[Opening PROVIDED ENTRIES section]

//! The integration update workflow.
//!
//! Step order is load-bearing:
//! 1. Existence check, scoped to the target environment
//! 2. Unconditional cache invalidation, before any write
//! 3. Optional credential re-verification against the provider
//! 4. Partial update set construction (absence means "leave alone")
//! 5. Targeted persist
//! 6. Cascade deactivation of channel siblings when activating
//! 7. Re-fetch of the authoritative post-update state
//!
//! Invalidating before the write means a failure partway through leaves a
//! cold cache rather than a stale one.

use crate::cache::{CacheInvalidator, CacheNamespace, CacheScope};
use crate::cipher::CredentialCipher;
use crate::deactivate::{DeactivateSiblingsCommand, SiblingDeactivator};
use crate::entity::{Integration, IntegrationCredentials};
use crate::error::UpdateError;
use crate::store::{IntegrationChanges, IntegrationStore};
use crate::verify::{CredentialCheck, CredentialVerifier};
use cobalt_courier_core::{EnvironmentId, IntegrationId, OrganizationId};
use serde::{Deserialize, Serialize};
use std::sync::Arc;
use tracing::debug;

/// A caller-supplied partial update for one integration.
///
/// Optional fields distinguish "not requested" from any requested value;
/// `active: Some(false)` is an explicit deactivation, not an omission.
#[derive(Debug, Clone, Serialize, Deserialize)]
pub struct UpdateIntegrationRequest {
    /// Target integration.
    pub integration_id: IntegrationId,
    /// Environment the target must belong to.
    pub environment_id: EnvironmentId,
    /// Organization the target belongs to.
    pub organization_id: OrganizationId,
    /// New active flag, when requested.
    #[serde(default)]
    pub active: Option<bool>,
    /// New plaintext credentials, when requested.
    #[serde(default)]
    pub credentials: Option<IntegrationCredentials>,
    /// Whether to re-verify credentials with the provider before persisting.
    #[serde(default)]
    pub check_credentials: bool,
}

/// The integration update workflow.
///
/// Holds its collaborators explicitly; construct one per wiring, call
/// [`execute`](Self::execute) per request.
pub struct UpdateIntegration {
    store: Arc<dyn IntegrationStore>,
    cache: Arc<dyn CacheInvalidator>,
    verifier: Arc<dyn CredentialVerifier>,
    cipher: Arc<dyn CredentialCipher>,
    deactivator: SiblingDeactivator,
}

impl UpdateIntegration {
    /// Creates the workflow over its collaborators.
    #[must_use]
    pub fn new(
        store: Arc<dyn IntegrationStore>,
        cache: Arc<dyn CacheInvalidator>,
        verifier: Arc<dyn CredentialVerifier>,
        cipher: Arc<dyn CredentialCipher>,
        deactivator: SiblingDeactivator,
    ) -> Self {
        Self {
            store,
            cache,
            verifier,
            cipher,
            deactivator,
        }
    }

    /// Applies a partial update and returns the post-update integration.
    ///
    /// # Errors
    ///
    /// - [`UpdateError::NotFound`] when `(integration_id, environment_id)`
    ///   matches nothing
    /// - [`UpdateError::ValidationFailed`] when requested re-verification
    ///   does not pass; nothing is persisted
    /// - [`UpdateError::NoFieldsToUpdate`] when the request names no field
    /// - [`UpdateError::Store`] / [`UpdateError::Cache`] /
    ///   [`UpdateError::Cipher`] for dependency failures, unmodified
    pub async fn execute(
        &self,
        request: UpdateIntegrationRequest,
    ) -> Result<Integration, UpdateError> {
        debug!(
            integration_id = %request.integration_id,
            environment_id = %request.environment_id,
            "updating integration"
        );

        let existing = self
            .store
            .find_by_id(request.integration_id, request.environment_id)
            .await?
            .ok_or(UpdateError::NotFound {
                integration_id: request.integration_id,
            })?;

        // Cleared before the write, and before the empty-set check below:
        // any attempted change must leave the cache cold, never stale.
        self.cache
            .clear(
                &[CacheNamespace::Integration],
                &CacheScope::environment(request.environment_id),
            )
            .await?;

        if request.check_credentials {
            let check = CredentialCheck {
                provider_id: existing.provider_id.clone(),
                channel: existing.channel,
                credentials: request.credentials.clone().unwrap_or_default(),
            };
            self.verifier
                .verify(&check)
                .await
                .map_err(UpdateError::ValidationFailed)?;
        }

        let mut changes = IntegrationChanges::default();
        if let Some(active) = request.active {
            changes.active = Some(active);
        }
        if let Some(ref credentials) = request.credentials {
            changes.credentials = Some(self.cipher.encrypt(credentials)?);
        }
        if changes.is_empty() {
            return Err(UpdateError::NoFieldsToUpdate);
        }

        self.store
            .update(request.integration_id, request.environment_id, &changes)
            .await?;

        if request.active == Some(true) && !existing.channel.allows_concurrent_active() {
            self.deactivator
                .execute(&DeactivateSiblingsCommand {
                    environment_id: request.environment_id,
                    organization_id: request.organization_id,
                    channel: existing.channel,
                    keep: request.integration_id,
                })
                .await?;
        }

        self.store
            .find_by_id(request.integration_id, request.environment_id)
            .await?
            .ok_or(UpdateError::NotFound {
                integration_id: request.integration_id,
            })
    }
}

[Closing PROVIDED ENTRIES section]

ABOUT THIS TASK:
Search the records above for the string "IntegrationCredentials". Report each line that has it.

RESPONSE TO THIS TASK:
use crate::entity::{Integration, IntegrationCredentials};
    pub credentials: Option<IntegrationCredentials>,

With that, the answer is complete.